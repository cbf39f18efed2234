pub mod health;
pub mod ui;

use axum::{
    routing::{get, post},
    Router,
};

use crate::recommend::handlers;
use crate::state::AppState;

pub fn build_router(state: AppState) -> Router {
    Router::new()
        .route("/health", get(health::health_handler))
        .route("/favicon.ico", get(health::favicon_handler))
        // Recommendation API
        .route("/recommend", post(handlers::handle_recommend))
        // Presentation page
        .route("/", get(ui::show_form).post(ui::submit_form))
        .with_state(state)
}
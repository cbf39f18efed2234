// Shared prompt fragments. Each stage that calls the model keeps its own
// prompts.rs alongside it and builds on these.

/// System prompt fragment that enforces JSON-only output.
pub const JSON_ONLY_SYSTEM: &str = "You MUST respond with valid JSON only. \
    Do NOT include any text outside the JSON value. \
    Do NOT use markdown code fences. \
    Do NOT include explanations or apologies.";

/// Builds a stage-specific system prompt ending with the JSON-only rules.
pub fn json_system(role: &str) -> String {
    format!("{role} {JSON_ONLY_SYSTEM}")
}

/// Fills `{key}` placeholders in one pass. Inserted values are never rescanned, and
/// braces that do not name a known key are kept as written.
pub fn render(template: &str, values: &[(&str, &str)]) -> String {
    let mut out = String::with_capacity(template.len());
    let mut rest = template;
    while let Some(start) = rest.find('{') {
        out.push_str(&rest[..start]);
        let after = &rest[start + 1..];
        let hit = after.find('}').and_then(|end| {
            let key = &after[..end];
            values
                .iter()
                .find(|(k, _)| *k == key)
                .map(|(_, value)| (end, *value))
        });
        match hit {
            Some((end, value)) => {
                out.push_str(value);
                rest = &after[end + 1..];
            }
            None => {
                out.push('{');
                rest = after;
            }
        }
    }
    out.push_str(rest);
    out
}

-=-=-=-=-

__Work item__. With the line that has "enforces JSON-only output." as the first and the line that has "let mut out" as the last, repeat exactly that run of lines above and no more.

__Solution to the problem__.
/// System prompt fragment that enforces JSON-only output.
pub const JSON_ONLY_SYSTEM: &str = "You MUST respond with valid JSON only. \
    Do NOT include any text outside the JSON value. \
    Do NOT use markdown code fences. \
    Do NOT include explanations or apologies.";

/// Builds a stage-specific system prompt ending with the JSON-only rules.
pub fn json_system(role: &str) -> String {
    format!("{role} {JSON_ONLY_SYSTEM}")
}

/// Fills `{key}` placeholders in one pass. Inserted values are never rescanned, and
/// braces that do not name a known key are kept as written.
pub fn render(template: &str, values: &[(&str, &str)]) -> String {
    let mut out = String::with_capacity(template.len());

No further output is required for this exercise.